MOTOGP-CHEF VERTEIDIGT WIEDERSTART IM CATALAN-GP, MIR VERLIERT PODIUM

19 May·

🇬🇧

Beim MotoGP-Grand-Prix von Katalonien in Barcelona kam es zu mehreren Unterbrechungen nach schweren Stürzen. Laut Autosport verteidigte MotoGP-Sportchef Carlos Ezpeleta die Entscheidung des Rennens, die Ausfahrt zweimal neu zu starten. Gleichzeitig zeigte er sich offen für Gespräche über mögliche Verbesserungen im Bereich der Sicherheit. Mehrere Fahrer hatten die Fortsetzung des Rennens nach den Zwischenfällen kritisiert, bei denen Alex Marquez und Johann Zarco ins Krankenhaus eingeliefert wurden.

Der KTM-Pilot Pedro Acosta übte besonders deutliche Kritik: Er bemängelte, dass man nach den schweren Ereignissen so gehandelt habe, „als wäre nichts passiert“. Acosta war zum Zeitpunkt der erneuten Diskussionen in Führung, bevor seine Maschine zwischen Kurve 9 und 10 plötzlich an Leistung verlor. Marquez, der direkt dahinter fuhr, hatte demnach keine Zeit mehr zu reagieren.
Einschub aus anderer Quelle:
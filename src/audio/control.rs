use std::sync::atomic::{AtomicBool, AtomicU8, Ordering};
use std::sync::Arc;

/// Hard limiter ceiling, applied only when a gain other than unity is active.
const HARD_LIMIT_CEILING: f32 = 0.99;

pub const MAX_VOLUME: u8 = 100;

/// Pause flag and local mix settings shared between the control surface and
/// the render callback.
///
/// Single writer (the control surface), many readers (render callback,
/// worker). All accesses are plain atomics so the callback never waits.
#[derive(Clone)]
pub struct PlaybackControl {
    inner: Arc<ControlInner>,
}

struct ControlInner {
    paused: AtomicBool,
    volume: AtomicU8,
    muted: AtomicBool,
}

impl PlaybackControl {
    pub fn new() -> Self {
        Self {
            inner: Arc::new(ControlInner {
                paused: AtomicBool::new(false),
                volume: AtomicU8::new(MAX_VOLUME),
                muted: AtomicBool::new(false),
            }),
        }
    }

    #[inline]
    pub fn is_paused(&self) -> bool {
        self.inner.paused.load(Ordering::Relaxed)
    }

    /// Returns the previous value.
    pub fn set_paused(&self, paused: bool) -> bool {
        self.inner.paused.swap(paused, Ordering::SeqCst)
    }

    pub fn volume(&self) -> u8 {
        self.inner.volume.load(Ordering::Relaxed)
    }

    /// Clamps to `0..=100` and returns the stored value.
    pub fn set_volume(&self, percent: i32) -> u8 {
        let volume = clamp_volume(percent);
        self.inner.volume.store(volume, Ordering::Relaxed);
        volume
    }

    pub fn is_muted(&self) -> bool {
        self.inner.muted.load(Ordering::Relaxed)
    }

    pub fn set_muted(&self, muted: bool) {
        self.inner.muted.store(muted, Ordering::Relaxed);
    }

    /// Linear gain for the current volume/mute settings.
    #[inline]
    pub fn gain(&self) -> f32 {
        if self.is_muted() {
            0.0
        } else {
            self.volume() as f32 / MAX_VOLUME as f32
        }
    }

    /// Scale interleaved samples in place. Unity gain leaves the data
    /// untouched.
    #[inline]
    pub fn apply_gain(&self, samples: &mut [f32]) {
        let gain = self.gain();
        if (gain - 1.0).abs() < f32::EPSILON {
            return;
        }
        for s in samples.iter_mut() {
            *s = hard_limit(*s * gain);
        }
    }
}

impl Default for PlaybackControl {
    fn default() -> Self {
        Self::new()
    }
}

pub fn clamp_volume(percent: i32) -> u8 {
    percent.clamp(0, MAX_VOLUME as i32) as u8
}

/// Catches NaN, Inf and any sample beyond the ceiling.
#[inline(always)]
fn hard_limit(s: f32) -> f32 {
    if s.is_finite() {
        s.clamp(-HARD_LIMIT_CEILING, HARD_LIMIT_CEILING)
    } else {
        0.0
    }
}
Sportlich endete das Rennen mit einem Sieg von Fabio Di Giannantonio, der damit für VR46 den ersten MotoGP-Erfolg seit drei Jahren holte. Das Rennen blieb jedoch stark von den Stürzen geprägt, die Marquez und Zarco aus dem Verkehr zogen und für Krankenhaus-Check-ups sorgten.

Nach dem Zieleinlauf veröffentlichte MotoGP die finalen Ergebnisse erst mehr als zwei Stunden später, nachdem technische Untersuchungen abgeschlossen waren. Fünf Fahrer erhielten Strafen wegen Verstößen gegen die Regeln zu Reifendruck. Unter ihnen war Joan Mir, der zunächst auf Platz zwei gelegen hatte und damit Hondas ersten Podestplatz des Jahres in Aussicht gestellt hatte. Nach der 16-Sekunden-Zeitstrafe verlor Mir jedoch seinen Podestplatz.